Bancários de Concórdia votam pela greve a partir da próxima semana
Durante assembleia geral extraordinária, realizada na noite de ontem, bancários que integram a base de Concórdia e Região votaram pela rejeição da proposta da Fenaban, apresentada no último dia 29 de agosto de reajuste de 6,5% no salário, na PLR e nos auxílios refeição, alimentação, creche, e abono de R$ 3 mil. A oferta não cobre a inflação do período e representa perdas de 2,8% para o bolso de cada bancário. Com a decisão, a categoria que integra bancos públicos e privados do país, deflagrou greve a partir de seis de setembro. Na base de Concórdia a medida deve passar a valer a partir de oito de setembro.
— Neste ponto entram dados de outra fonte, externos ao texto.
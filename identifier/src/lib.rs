//! Identifier chain library
//!
//! Answers "who is this caller?" by trying an ordered list of pluggable
//! identification strategies until one accepts the credentials:
//! - Identifier contract (credentials in, identity or rejection out)
//! - Ordered, named identifier registry with type-name construction
//! - Dispatcher with first-success-wins resolution and per-identifier errors
//! - Chain adapter so a whole chain can stand in for a single identifier
//!
//! Concrete strategies (password, token, session...) live with the services
//! that own the credential stores. They plug in either as instances or
//! through constructors registered on an `IdentifierFactory`.
//!
//! # Examples
//!
//! ## Resolving Credentials
//! ```
//! use std::sync::Arc;
//!
//! use identifier::{
//!     CallbackIdentifier, Credentials, ErrorMap, IdentificationDispatcher, IdentifierOptions,
//!     IdentifierRegistry, IdentifierSpec, Identity,
//! };
//!
//! let mut registry = IdentifierRegistry::new();
//! registry
//!     .register(
//!         "token",
//!         IdentifierSpec::instance(CallbackIdentifier::new(|credentials| {
//!             match credentials.get_str("token") {
//!                 Some("valid-token") => Ok(Identity::new().with("id", 42)),
//!                 _ => Err(ErrorMap::from([("token".to_string(), "invalid".to_string())])),
//!             }
//!         })),
//!         IdentifierOptions::new(),
//!     )
//!     .unwrap();
//!
//! let mut dispatcher = IdentificationDispatcher::new(Arc::new(registry));
//!
//! let identity = dispatcher
//!     .identify(&Credentials::new().with("token", "valid-token"))
//!     .unwrap();
//! assert!(identity.is_some());
//! assert_eq!(dispatcher.identification_provider_name(), Some("token"));
//!
//! let identity = dispatcher
//!     .identify(&Credentials::new().with("token", "forged"))
//!     .unwrap();
//! assert!(identity.is_none());
//! assert_eq!(dispatcher.errors()["token"]["token"], "invalid");
//! ```
//!
//! ## Building From Configuration
//! ```
//! use identifier::config::FileFormat;
//! use identifier::{
//!     CallbackIdentifier, IdentificationConfig, IdentifierFactory, IdentifierOptions,
//!     IdentifierRegistry, Identity,
//! };
//!
//! let mut factory = IdentifierFactory::new();
//! factory.register("Anonymous", |_options: &IdentifierOptions| {
//!     Ok(CallbackIdentifier::new(|_| Ok(Identity::new())))
//! });
//!
//! let config = IdentificationConfig::from_str(
//!     r#"
//!     [[identifiers]]
//!     name = "anonymous"
//!     type = "AnonymousIdentifier"
//!     "#,
//!     FileFormat::Toml,
//! )
//! .unwrap();
//!
//! let registry = IdentifierRegistry::from_config(&config, factory).unwrap();
//! assert!(registry.has("anonymous"));
//! ```

pub mod chain;
pub mod config;
pub mod contract;
pub mod dispatcher;
pub mod registry;

// Re-export commonly used items
pub use chain::ChainIdentifier;
pub use crate::config::IdentificationConfig;
pub use crate::config::IdentifierConfig;
pub use contract::CallbackIdentifier;
pub use contract::Credentials;
pub use contract::ErrorMap;
pub use contract::Identifier;
pub use contract::IdentifierError;
pub use contract::Identity;
pub use dispatcher::ErrorSet;
pub use dispatcher::IdentificationDispatcher;
pub use registry::IdentifierFactory;
pub use registry::IdentifierLookup;
pub use registry::IdentifierOptions;
pub use registry::IdentifierRegistry;
pub use registry::IdentifierSpec;
pub use registry::OptionsError;
pub use registry::RegistryError;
Após quatro rodadas de negociações com o Comando Nacional de Greve, a Federação Nacional dos Bancos (Fenaban) propôs reajuste de 6,5%, valor abaixo do esperado pela categoria que pede 14,78% de reajuste salarial, sendo reposição da inflação mais 5% de aumento real. Desde o dia nove de agosto, quando foi entregue a minuta de reivindicações a Federação Nacional dos Bancos (Fenaban), a classe aguarda por um parecer positivo nas negociações, sentimento que durante quatro encontros, foi frustrado para a categoria.
Reivindicações
Os eixos centrais da Campanha Nacional 2016 são: reposição da inflação do período mais 5% de aumento real, valorização do piso salarial, no valor do salário mínimo calculado pelo Dieese (R$3.940,24 em junho), PLR de três salários mais R$ 8.317,90, combate às metas abusivas, ao assédio moral e sexual, fim da terceirização, mais segurança, melhores condições de trabalho. A defesa do emprego também é prioridade, assim como a proteção das empresas públicas e dos direitos da classe trabalhadora.